Throughout the past few years, I’ve spilled quite a bit of virtual link covering Los Angeles-based hip-hop trio and JOVM mainstay act Clipping.– production duo Jonathan Snipes and William Hutson and frontperson Daveed Diggs. Now, as you may recall, last year’s There Existed and Addiction to Blood found the acclaimed hip-hop trio interpreting a rap spinner sect through their own singular lens — in this case, horrorcore, a purposefully absurdist and significant sub-genre that flourished for a handful of years around the mid 1990s. That album’s material is also partially inspired by Ganja & Hess, the 1973 vampire cult classic, regarded as one of the highlights of the Blaxploitation era — with the title derived from the film.
With horror films, sequels are perfunctory. As the insufferable film bro Randy explains in Scream 2, “There are certain rules that one must abide by in order to create a successful sequel. Number one: the body count is always bigger. Number two: the death scenes are always much more elaborate—more blood, more gore. Carnage candy. And number three: never, ever, under any circumstances, assume the killer is dead.” Clipping.’s highly-anticipated follow-up to There Existed an Addition to Blood, Visions of Bodies Getting Burned is slated for an October 23, 2020 release through their longtime label home, Sub Pop Records. Much like any sequel, VoBGB finds the JOVM mainstays returning with an even higher body count, bloodier, more elaborate, gorier kills, and as always, unrelenting monsters that just won’t stay dead. And although the album will most lily be seen and received as a sequel, in reality it’s the second half a planned diptych.

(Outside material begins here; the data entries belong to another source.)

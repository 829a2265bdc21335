//! Domain primitives, aggregates and services.
//!
//! Purpose: keep the water ledger rules independent of HTTP and storage.
//! Inbound adapters call the driving ports in [`ports`]; outbound adapters
//! implement the driven ones.
//!
//! Public surface:
//! - [`DailyRecord`] and [`LedgerEntry`]: the per-account, per-day ledger.
//! - [`DayKey`], [`DayBoundary`], [`DayKeyResolver`]: calendar-day mapping.
//! - [`WaterLedgerService`], [`WaterHistoryService`], [`AccountService`]:
//!   driving port implementations.
//! - [`Error`] and [`ErrorCode`]: transport-agnostic failures.

pub mod account;
pub mod account_service;
pub mod auth;
pub mod day_key;
pub mod error;
pub mod history_service;
pub mod ledger;
pub mod ledger_service;
pub mod ports;
pub mod trace_id;

pub use self::account::{
    Account, AccountId, AccountValidationError, USERNAME_MAX, USERNAME_MIN, Username,
};
pub use self::account_service::AccountService;
pub use self::auth::{Credentials, CredentialsValidationError, Registration};
pub use self::day_key::{
    DayBoundary, DayBoundaryParseError, DayKey, DayKeyParseError, DayKeyResolver, DayOrder,
};
pub use self::error::{Error, ErrorCode};
pub use self::history_service::{
    DEFAULT_HISTORY_WINDOW_DAYS, MAX_HISTORY_WINDOW_DAYS, WaterHistoryService,
};
pub use self::ledger::{
    DEFAULT_GOAL_LITERS, DailyRecord, DailyRecordSnapshot, EntryId, EntryNotFound, GoalLiters,
    IntakeAmount, LedgerEntry, LedgerValidationError, MAX_AMOUNT_MILLILITERS, RecordId,
};
pub use self::ledger_service::WaterLedgerService;
pub use self::trace_id::{TRACE_ID_HEADER, TraceId};

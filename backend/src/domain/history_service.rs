//! Read-only history projections over daily records.

use std::sync::Arc;

use async_trait::async_trait;
use serde_json::json;

use crate::domain::ledger_service::map_record_error;
use crate::domain::ports::{DailyRecordRepository, WaterHistoryQuery};
use crate::domain::{AccountId, DailyRecord, DayKeyResolver, Error};

/// Trailing window used when the caller does not supply one.
pub const DEFAULT_HISTORY_WINDOW_DAYS: u32 = 7;
/// Largest trailing window a caller may request.
pub const MAX_HISTORY_WINDOW_DAYS: u32 = 31;

/// History reader implementing [`WaterHistoryQuery`].
#[derive(Clone)]
pub struct WaterHistoryService<R> {
    records: Arc<R>,
    resolver: DayKeyResolver,
    default_window_days: u32,
}

impl<R> WaterHistoryService<R> {
    /// Create a reader with the default seven-day window.
    pub fn new(records: Arc<R>, resolver: DayKeyResolver) -> Self {
        Self {
            records,
            resolver,
            default_window_days: DEFAULT_HISTORY_WINDOW_DAYS,
        }
    }

    /// Override the window applied when callers omit one.
    ///
    /// Values outside `1..=MAX_HISTORY_WINDOW_DAYS` are clamped.
    #[must_use]
    pub fn with_default_window(mut self, days: u32) -> Self {
        self.default_window_days = days.clamp(1, MAX_HISTORY_WINDOW_DAYS);
        self
    }
}

fn validate_window(days: u32) -> Result<u32, Error> {
    if (1..=MAX_HISTORY_WINDOW_DAYS).contains(&days) {
        return Ok(days);
    }
    Err(Error::invalid_request(format!(
        "days must be between 1 and {MAX_HISTORY_WINDOW_DAYS}"
    ))
    .with_details(json!({
        "field": "days",
        "value": days,
        "code": "invalid_window",
    })))
}

#[async_trait]
impl<R> WaterHistoryQuery for WaterHistoryService<R>
where
    R: DailyRecordRepository,
{
    async fn recent_history(
        &self,
        account_id: &AccountId,
        window_days: Option<u32>,
    ) -> Result<Vec<DailyRecord>, Error> {
        let days = validate_window(window_days.unwrap_or(self.default_window_days))?;
        let today = self.resolver.today();
        let from = today.previous_days(days);
        self.records
            .query_range(account_id, from, today)
            .await
            .map_err(map_record_error)
    }

    async fn all_history(&self, account_id: &AccountId) -> Result<Vec<DailyRecord>, Error> {
        self.records
            .query_all(account_id)
            .await
            .map_err(map_record_error)
    }
}

#[cfg(test)]
mod tests {
    use super::*;
    use crate::domain::ports::{DailyRecordRepositoryError, MockDailyRecordRepository};
    use crate::domain::{DayKey, ErrorCode};
    use crate::test_support::{MutableClock, utc_instant, utc_resolver};
    use mockall::predicate::eq;
    use rstest::rstest;

    fn key(raw: &str) -> DayKey {
        raw.parse().expect("valid day key")
    }

    fn service(repo: MockDailyRecordRepository) -> WaterHistoryService<MockDailyRecordRepository> {
        let clock = Arc::new(MutableClock::new(utc_instant(2024, 7, 3, 8, 0)));
        WaterHistoryService::new(Arc::new(repo), utc_resolver(clock))
    }

    #[rstest]
    #[case(None, "2024-06-26")]
    #[case(Some(1), "2024-07-02")]
    #[case(Some(31), "2024-06-02")]
    #[tokio::test]
    async fn recent_history_queries_trailing_window(
        #[case] window: Option<u32>,
        #[case] from: &str,
    ) {
        let account_id = AccountId::random();
        let mut repo = MockDailyRecordRepository::new();
        repo.expect_query_range()
            .with(eq(account_id), eq(key(from)), eq(key("2024-07-03")))
            .times(1)
            .return_once(|_, _, _| Ok(Vec::new()));

        let records = service(repo)
            .recent_history(&account_id, window)
            .await
            .expect("history");
        assert!(records.is_empty());
    }

    #[rstest]
    #[case(0)]
    #[case(32)]
    #[tokio::test]
    async fn recent_history_rejects_out_of_range_windows(#[case] window: u32) {
        let mut repo = MockDailyRecordRepository::new();
        repo.expect_query_range().never();

        let error = service(repo)
            .recent_history(&AccountId::random(), Some(window))
            .await
            .expect_err("invalid window");
        assert_eq!(error.code(), ErrorCode::InvalidRequest);
        assert_eq!(error.details().expect("details")["field"], "days");
    }

    #[rstest]
    #[tokio::test]
    async fn configured_default_window_applies() {
        let account_id = AccountId::random();
        let mut repo = MockDailyRecordRepository::new();
        repo.expect_query_range()
            .with(eq(account_id), eq(key("2024-06-30")), eq(key("2024-07-03")))
            .times(1)
            .return_once(|_, _, _| Ok(Vec::new()));

        service(repo)
            .with_default_window(3)
            .recent_history(&account_id, None)
            .await
            .expect("history");
    }

    #[rstest]
    #[tokio::test]
    async fn all_history_maps_store_outages() {
        let mut repo = MockDailyRecordRepository::new();
        repo.expect_query_all()
            .times(1)
            .return_once(|_| Err(DailyRecordRepositoryError::connection("down")));

        let error = service(repo)
            .all_history(&AccountId::random())
            .await
            .expect_err("outage");
        assert_eq!(error.code(), ErrorCode::ServiceUnavailable);
    }
}
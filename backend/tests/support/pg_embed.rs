//! Embedded PostgreSQL bootstrap for the Diesel adapter suites.
//!
//! Suites are opt-in: they run only with `RUN_PG_EMBEDDED=1`, because the
//! cluster downloads PostgreSQL binaries on first use.

use std::path::PathBuf;
use std::sync::{Mutex, OnceLock};
use std::time::Duration;

use pg_embedded_setup_unpriv::TestCluster;
use postgres::{Client, NoTls};
use uuid::Uuid;
use waterlog::outbound::persistence::run_pending_migrations;

static PG_EMBED_BOOTSTRAP_LOCK: OnceLock<Mutex<()>> = OnceLock::new();

const MAX_RETRIES: u32 = 3;
const RETRY_DELAY_MS: u64 = 500;

/// True when the caller opted in to embedded PostgreSQL suites.
pub fn enabled() -> bool {
    std::env::var("RUN_PG_EMBEDDED").as_deref() == Ok("1")
}

fn pg_embed_target_dir() -> PathBuf {
    if let Some(target_dir) = std::env::var_os("CARGO_TARGET_DIR") {
        return PathBuf::from(target_dir).join("pg-embed");
    }
    PathBuf::from(env!("CARGO_MANIFEST_DIR"))
        .join("..")
        .join("target")
        .join("pg-embed")
}

fn is_transient_error(err: &str) -> bool {
    let err_lower = err.to_lowercase();
    [
        "connection reset",
        "connection refused",
        "timed out",
        "temporarily unavailable",
        "error decoding response body",
    ]
    .iter()
    .any(|pattern| err_lower.contains(pattern))
}

/// Start a cluster with data under the target directory, retrying
/// transient download failures.
pub fn test_cluster() -> Result<TestCluster, String> {
    let _bootstrap_guard = PG_EMBED_BOOTSTRAP_LOCK
        .get_or_init(|| Mutex::new(()))
        .lock()
        .unwrap_or_else(|err| err.into_inner());

    let base = pg_embed_target_dir().join(format!("bootstrap-{}", Uuid::new_v4()));
    let runtime_dir = base.join("install");
    let data_dir = base.join("data");
    std::fs::create_dir_all(&runtime_dir).map_err(|err| err.to_string())?;
    std::fs::create_dir_all(&data_dir).map_err(|err| err.to_string())?;
    let _env_guard = env_lock::lock_env([
        ("PG_RUNTIME_DIR", Some(runtime_dir.to_string_lossy().into_owned())),
        ("PG_DATA_DIR", Some(data_dir.to_string_lossy().into_owned())),
    ]);

    let mut last_error = String::new();
    for attempt in 0..=MAX_RETRIES {
        match TestCluster::new() {
            Ok(cluster) => return Ok(cluster),
            Err(err) => {
                last_error = format!("{err:?}");
                if attempt < MAX_RETRIES && is_transient_error(&last_error) {
                    std::thread::sleep(Duration::from_millis(RETRY_DELAY_MS * (1 << attempt)));
                } else {
                    break;
                }
            }
        }
    }
    Err(last_error)
}

/// Create a fresh migrated database and return its URL.
pub fn migrated_database(cluster: &TestCluster) -> Result<String, String> {
    let connection = cluster.connection();
    let name = format!("waterlog_{}", Uuid::new_v4().simple());
    let mut admin = Client::connect(&connection.database_url("postgres"), NoTls)
        .map_err(|err| err.to_string())?;
    admin
        .batch_execute(&format!("CREATE DATABASE \"{name}\""))
        .map_err(|err| err.to_string())?;

    let url = connection.database_url(&name);
    run_pending_migrations(&url).map_err(|err| err.to_string())?;
    Ok(url)
}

As it turned out, in the years following Splendor & Misery, the trio wound up being incredibly prolific, writing and recording too may songs for just one album. Before the release of There Existed an Addition to Blood, Clipping. and Sub Pop divided the material into two albums, specifically designed to be released only months apart. Unfortunately, the COVID-19 pandemic managed to forced the cancellation of multiple tours and the delayed release of Visions of Bodies Being Burned until next week. Interestingly, the 16 song album draws from Ernest Dickerson, Clive Barker and Shirley Jackson as much as it does from Three 6 Mafia, Bone Thugs-N-Harmony and Brotha Lynch Hung. And while they’ve developed a uniquely abrasive, angular and messy interpretation of horrorcore, they fully intend to lovingly twist beloved and familiar tropes to fit their own politics and thematic concerns — fear, the absurd, the uncanny and the struggle for an antiracist, anti-patriarchal, anti-colonialist world.